Newport Beach-based Hager Pacific Properties is stepping up the number,and size,of its out-of-state deals.
The privately owned real estate investment company recently bought three office complexes in the Salt Lake City, Chicago and Dallas areas. The acquisitions were Hager Pacific’s first in each market.
The company paid $48 million to Levitt Properties Trust of Hamburg, N.J., for the portfolio, which totals 490,000 square feet.
The deal includes a 209,000-square-foot building in the Dallas area used by Cingular Wireless LLC as a service center; a 153,000-square-foot building in Bourbonnais, Ill., which is leased by Cigna Corp.; and a 128,000-square-foot office in Sandy, Utah, that Discover Financial Services LLC uses as a service center.
Investment Realty Advisors of Bellevue, Wash., represented both parties in the deal.

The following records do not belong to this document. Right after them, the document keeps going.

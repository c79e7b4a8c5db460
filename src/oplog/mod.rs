// Copyright (c) 2025-2026 Adrian Robinson. Licensed under the AGPL-3.0.
// See LICENSE file in the project root for full license text.

//! Operation log: replicable entries for committed local writes.
//!
//! Every local insert, update or delete becomes one [`OplogEntry`] with a
//! strictly increasing `rowid`. The entry is written in the same
//! transaction as the user's row mutation and the shadow-tag update, so no
//! intermediate state is ever visible.
//!
//! # Persisted layout
//!
//! ```sql
//! CREATE TABLE "main"."_satellite_oplog" (
//!   rowid INTEGER PRIMARY KEY,   -- monotonic local sequence
//!   namespace TEXT NOT NULL,
//!   tablename TEXT NOT NULL,
//!   optype TEXT NOT NULL,        -- INSERT | UPDATE | DELETE
//!   primary_key TEXT NOT NULL,   -- canonical key, see canonical_primary_key
//!   new_row TEXT,                -- codec envelope
//!   old_row TEXT,                -- codec envelope
//!   timestamp INTEGER NOT NULL,  -- epoch millis
//!   clear_tags TEXT NOT NULL     -- encoded tag set
//! )
//! ```

pub mod statements;

use std::collections::BTreeMap;
use std::fmt;
use std::str::FromStr;
use std::sync::atomic::{AtomicI64, Ordering};
use std::sync::Arc;

use parking_lot::RwLock;
use serde::{Deserialize, Serialize};
use serde_json::Value;
use thiserror::Error;
use tracing::{debug, trace};

use crate::clock::{decode_tags, encode_tags, generate_tag, TagError, TagSet};
use crate::codec::{decode_row, encode_row, CodecError, Row, SqlValue};
use crate::schema::{placeholders, QualifiedTablename, QueryBuilder, DbSchema, TableSchema};
use crate::shadow::{resolve, ShadowTable};
use crate::storage::traits::{DatabaseAdapter, Statement, StorageError};

#[derive(Error, Debug)]
pub enum OplogError {
    #[error("table '{0}' is not part of the replicated schema")]
    UnknownTable(String),
    #[error("table '{table}' change is missing primary key column '{column}'")]
    MissingPrimaryKey { table: String, column: String },
    #[error("unknown optype '{0}'")]
    UnknownOpType(String),
    #[error("oplog row is missing column '{0}'")]
    MissingColumn(String),
    #[error(transparent)]
    Codec(#[from] CodecError),
    #[error(transparent)]
    Tags(#[from] TagError),
    #[error(transparent)]
    Storage(#[from] StorageError),
}

#[derive(Debug, Clone, Copy, PartialEq, Eq, Hash, Serialize, Deserialize)]
#[serde(rename_all = "UPPERCASE")]
pub enum OpType {
    Insert,
    Update,
    Delete,
}

impl OpType {
    pub fn as_str(&self) -> &'static str {
        match self {
            Self::Insert => "INSERT",
            Self::Update => "UPDATE",
            Self::Delete => "DELETE",
        }
    }
}

impl fmt::Display for OpType {
    fn fmt(&self, f: &mut fmt::Formatter<'_>) -> fmt::Result {
        f.write_str(self.as_str())
    }
}

impl FromStr for OpType {
    type Err = OplogError;

    fn from_str(s: &str) -> Result<Self, Self::Err> {
        match s {
            "INSERT" => Ok(Self::Insert),
            "UPDATE" => Ok(Self::Update),
            "DELETE" => Ok(Self::Delete),
            other => Err(OplogError::UnknownOpType(other.to_string())),
        }
    }
}

/// One replicable mutation.
///
/// Row images and tags are kept in their encoded forms so an entry can be
/// persisted and transmitted without re-encoding.
#[derive(Debug, Clone, PartialEq, Eq, Serialize, Deserialize)]
pub struct OplogEntry {
    pub namespace: String,
    pub tablename: String,
    pub optype: OpType,
    /// Monotonic local sequence number
    pub rowid: i64,
    /// Schema-filtered new image (codec envelope)
    pub new_row: String,
    /// Schema-filtered old image for update/delete (codec envelope)
    pub old_row: String,
    /// Canonical primary key
    pub primary_key: String,
    /// Epoch millis
    pub timestamp: i64,
    /// Encoded tag set
    pub clear_tags: String,
}

impl OplogEntry {
    pub fn qualified_tablename(&self) -> QualifiedTablename {
        QualifiedTablename::new(&self.namespace, &self.tablename)
    }

    pub fn new_row(&self) -> Result<Row, CodecError> {
        decode_row(&self.new_row)
    }

    pub fn old_row(&self) -> Result<Row, CodecError> {
        decode_row(&self.old_row)
    }

    pub fn tags(&self) -> Result<TagSet, TagError> {
        decode_tags(&self.clear_tags)
    }
}

/// Canonical string form of a primary key.
///
/// Columns are sorted by name before serialization, so the result never
/// depends on the iteration order of the source map.
///
/// ```
/// use satellite::oplog::canonical_primary_key;
/// use satellite::codec::SqlValue;
/// use std::collections::HashMap;
///
/// let a: HashMap<String, SqlValue> =
///     [("id".into(), SqlValue::Integer(1)), ("tenant".into(), SqlValue::Integer(2))].into();
/// let b: HashMap<String, SqlValue> =
///     [("tenant".into(), SqlValue::Integer(2)), ("id".into(), SqlValue::Integer(1))].into();
///
/// assert_eq!(canonical_primary_key(&a), canonical_primary_key(&b));
/// assert_eq!(canonical_primary_key(&a), r#"{"id":1,"tenant":2}"#);
/// ```
pub fn canonical_primary_key<'a, I>(columns: I) -> String
where
    I: IntoIterator<Item = (&'a String, &'a SqlValue)>,
{
    let sorted: BTreeMap<&str, Value> = columns
        .into_iter()
        .map(|(column, value)| (column.as_str(), value.to_json()))
        .collect();
    // Serializing a map of strings to JSON values cannot fail.
    serde_json::to_string(&sorted).unwrap_or_default()
}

The acquisition is the largest non-California deal for Hager Pacific, but probably not for long. The company is expected to close on an apartment building in Atlanta and an industrial building near Philadelphia this week.
Hager Pacific, which buys, redevelops and then sells shopping centers, office and industrial buildings, and apartments, is in the midst of an estimated $300 million to $400 million buying spree.
The company had focused on Southern California for most of its deals until recently.
It recently bought an industrial complex in Detroit and an office building in Atlanta.
CT Nabs Arizona Spot
CT Realty Corp. of Newport Beach also is looking elsewhere for deals.
The real estate developer and investor bought the Firerock Office Center and Retail Shops in Fountain Hills, Ariz., for $8.5 million. It is the first office and retail deal for the company outside of California.
The 7-acre office and retail property was bought for $8.5 million from Shea Boulevard LLC and Collegiate Partners I LLC. It’s in an upscale neighborhood just east of Scottsdale.
The complex includes three single-story office and retail buildings ranging from 5,000 to 16,000 square feet. About half of the property is undeveloped, and is likely to be turned into about 32,000 square feet of offices and shops.
While the buy is the company’s first Arizona office and retail deal, it’s not the first buy in the state for CT Realty. The company bought the Western Skies Golf Club in Gilbert two years ago, through a partnership with Paradigm Pacific LLC of San Clemente.
CT Realty has completed some 140 deals totaling more than $2 billion since it began in 1994.
Typical deals for the company run from $5 million to $75 million, and include industrial complexes, apartments and self-storage facilities.
A fund that CT Realty runs handled the equity financing for the latest deal, while Pacific Coast Capital Partners of San Francisco provided loan financing.
Lennar Closes on A-Town Site
The Aliso Viejo-based office of Lennar Corp. recently closed on another industrial property in Anaheim’s Platinum Triangle.
Whittle Investors sold a 106,000-square-foot property at 2050 South State College Blvd. The site, near Orangewood Avenue, is slated for the second part of Lennar’s massive A-Town redevelopment near Angel Stadium of Anaheim.
The property sold for $20.4 million. Whittle Investors was represented by Tom McAllister and Jim Wootan of CB Richard Ellis Group Inc.’s Anaheim office.
Costa Mesa-based Rutan & Tucker LLP, Orange County’s largest law firm, is starting up another real estate-related practice.
The company recently launched its Housing & Economic Development Practice Group, which is being led by partners Jeff Oderman and Dan Slater. The group’s plan is to expand legal services provided to the firm’s clients and to develop new business.
Growing demand from cities, redevelopment agencies and private developers for legal work in redevelopment, economic development and affordable housing issues spurred the real estate group’s creation, Rutan & Tucker said.
The law firm already worked on these types of legal matters, but the new practice group formalizes the services, the firm said.
Rutan & Tucker associates Kerra Carlson, Bill Ihrke and Allison LeMoine-Bui also are part of the practice.
Third Opus Tower Going
Up
Construction of a third and final condominium tower along Jamboree Road in Irvine from the local offices of Opus West Corp. and Geoffrey H. Edmunds California Inc. is under way.
The 105-condo building, called 3000 The Plaza, is notable for its rooftop pool.
It will be ready for people to move in by mid-2008, the developers said.
Some 40% of the condos in the 15-story tower are sold. Prices are from the $700,000s to upward of $2 million for the eight two-story and two single-story penthouses. The condos will be 1,375 to 3,025 square feet.
The two other condo towers that the developers are building on Jamboree, known as The Plaza-Irvine, are further along. All 202 condos at Plaza-Irvine were sold in 10 months.
The average price for a Plaza-Irvine condo was $1.1 million, according to Geoffrey Edmunds, president of Scottsdale-based parent Geoffrey H. Edmunds & Associates.